ACT officials also touted the larger numbers of students from all racial and ethnic groups taking their test this year — noting that for the first time, more than 1 million students took the test. Last year, 995,039 students took the ACT.
“Nearly 164,000 more ACT-tested students graduated this year than graduated in 1989,” Richard L. Ferguson, president of ACT Inc., says. “This combination of trends — more students preparing for college while achieving higher entrance-exam scores — should be welcomed by those concerned about American education, especially as it pertains to college readiness.”
In a related development, the Educational Testing Service revealed its researchers are studying the feasibility of creating a formula that would help colleges re-interpret SAT scores of students identified as disadvantaged.
The formula would help schools identify “strivers” — students whose test scores are at least 200 points higher than what would be expected of them based on their socioeconomic background and education.
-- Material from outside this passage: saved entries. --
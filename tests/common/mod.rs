#![allow(dead_code)]

use std::{collections::HashMap, io::Cursor, path::Path};

use image::{ImageBuffer, ImageFormat, Rgb};
use recipe_api::{config::Config, routes, AppState};
use serde_json::{json, Value};
use sqlx::postgres::PgPoolOptions;
use tempfile::{tempdir, TempDir};
use uuid::Uuid;
use warp::http::StatusCode;

pub const BOUNDARY: &str = "recipe-api-test-boundary";

pub fn config(database_url: &str, media_root: &Path) -> Config {
    let vars: HashMap<&str, String> = HashMap::from([
        ("DATABASE_URL", database_url.to_string()),
        ("JWT_SECRET", "integration-test-secret".to_string()),
        ("MEDIA_ROOT", media_root.display().to_string()),
        ("MEDIA_URL", "/media/".to_string()),
    ]);

    Config::from_lookup(move |key: &str| vars.get(key).cloned()).expect("test config")
}

/// A running state plus the media directory it writes into.
pub struct TestApp {
    pub state: AppState,
    pub media: TempDir,
}

/// Connects to `TEST_DATABASE_URL`, or returns `None` when it is unset.
pub async fn app() -> Option<TestApp> {
    let url = match std::env::var("TEST_DATABASE_URL") {
        Ok(url) => url,
        Err(_) => {
            eprintln!("TEST_DATABASE_URL is not set, skipping");
            return None;
        }
    };

    let media = tempdir().expect("media dir");
    let state = AppState::connect(config(&url, media.path()))
        .await
        .expect("connect to test database");

    Some(TestApp { state, media })
}

/// A state whose pool never connects; good for requests refused before any query.
pub fn offline_state(media_root: &Path) -> AppState {
    let url = "postgres://postgres@localhost:5432/unused";
    let pool = PgPoolOptions::new()
        .connect_lazy(url)
        .expect("lazy pool");

    AppState::new(pool, config(url, media_root))
}

pub async fn send(
    state: &AppState,
    method: &str,
    path: &str,
    token: Option<&str>,
    body: Option<Value>,
) -> (StatusCode, Value) {
    let filter = routes(state.clone());

    let mut request = warp::test::request().method(method).path(path);
    if let Some(token) = token {
        request = request.header("authorization", format!("Token {token}"));
    }
    if let Some(body) = body {
        request = request.json(&body);
    }

    let response = request.reply(&filter).await;
    let body = if response.body().is_empty() {
        Value::Null
    } else {
        serde_json::from_slice(response.body()).expect("json body")
    };
    (response.status(), body)
}

pub fn unique_email() -> String {
    format!("user-{}@example.com", Uuid::new_v4())
}

/// Registers a fresh user and returns its token.
pub async fn sign_up(state: &AppState) -> String {
    let email = unique_email();
    let (status, _) = send(
        state,
        "POST",
        "/api/user/create",
        None,
        Some(json!({"email": email, "password": "testpass123", "name": "Test Name"})),
    )
    .await;
    assert_eq!(status, StatusCode::CREATED);

    let (status, body) = send(
        state,
        "POST",
        "/api/user/token",
        None,
        Some(json!({"email": email, "password": "testpass123"})),
    )
    .await;
    assert_eq!(status, StatusCode::OK);

    body["token"].as_str().expect("token").to_string()
}

pub async fn create_attribute(state: &AppState, token: &str, kind: &str, name: &str) -> i64 {
    let (status, body) = send(
        state,
        "POST",
        &format!("/api/recipe/{kind}"),
        Some(token),
        Some(json!({ "name": name })),
    )
    .await;
    assert_eq!(status, StatusCode::CREATED);

    body["id"].as_i64().expect("attribute id")
}

pub async fn create_recipe(state: &AppState, token: &str, payload: Value) -> Value {
    let (status, body) = send(state, "POST", "/api/recipe/recipes", Some(token), Some(payload)).await;
    assert_eq!(status, StatusCode::CREATED, "{body}");

    body
}

pub fn sample_recipe(title: &str) -> Value {
    json!({"title": title, "time_minutes": 10, "price": "5.00"})
}

pub fn jpeg() -> Vec<u8> {
    let img: ImageBuffer<Rgb<u8>, Vec<u8>> = ImageBuffer::new(10, 10);
    let mut bytes = Cursor::new(Vec::new());
    img.write_to(&mut bytes, ImageFormat::Jpeg).expect("encode jpeg");
    bytes.into_inner()
}

pub fn multipart_body(field: &str, filename: &str, bytes: &[u8]) -> Vec<u8> {
    let mut body = format!(
        "--{BOUNDARY}\r\nContent-Disposition: form-data; name=\"{field}\"; filename=\"{filename}\"\r\nContent-Type: application/octet-stream\r\n\r\n"
    )
    .into_bytes();
    body.extend_from_slice(bytes);
    body.extend_from_slice(format!("\r\n--{BOUNDARY}--\r\n").as_bytes());
    body
}

pub async fn upload(state: &AppState, token: &str, recipe_id: i64, body: Vec<u8>) -> (StatusCode, Value) {
    let filter = routes(state.clone());
    let response = warp::test::request()
        .method("POST")
        .path(&format!("/api/recipe/recipes/{recipe_id}/upload-image"))
        .header("authorization", format!("Token {token}"))
        .header(
            "content-type",
            format!("multipart/form-data; boundary={BOUNDARY}"),
        )
        .body(body)
        .reply(&filter)
        .await;

    let body = serde_json::from_slice(response.body()).expect("json body");
    (response.status(), body)
}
The research should held determine “the effect of considering additional background information about candidates applying to college that would provide a richer context for candidates’ scores,” ETS officials say.
“What FairTest supports is a system where students are evaluated for admissions without regard to their test scores. [The SAT] erects barriers to kids from low-income families of all ethnic and racial backgrounds,” Shaeffer says.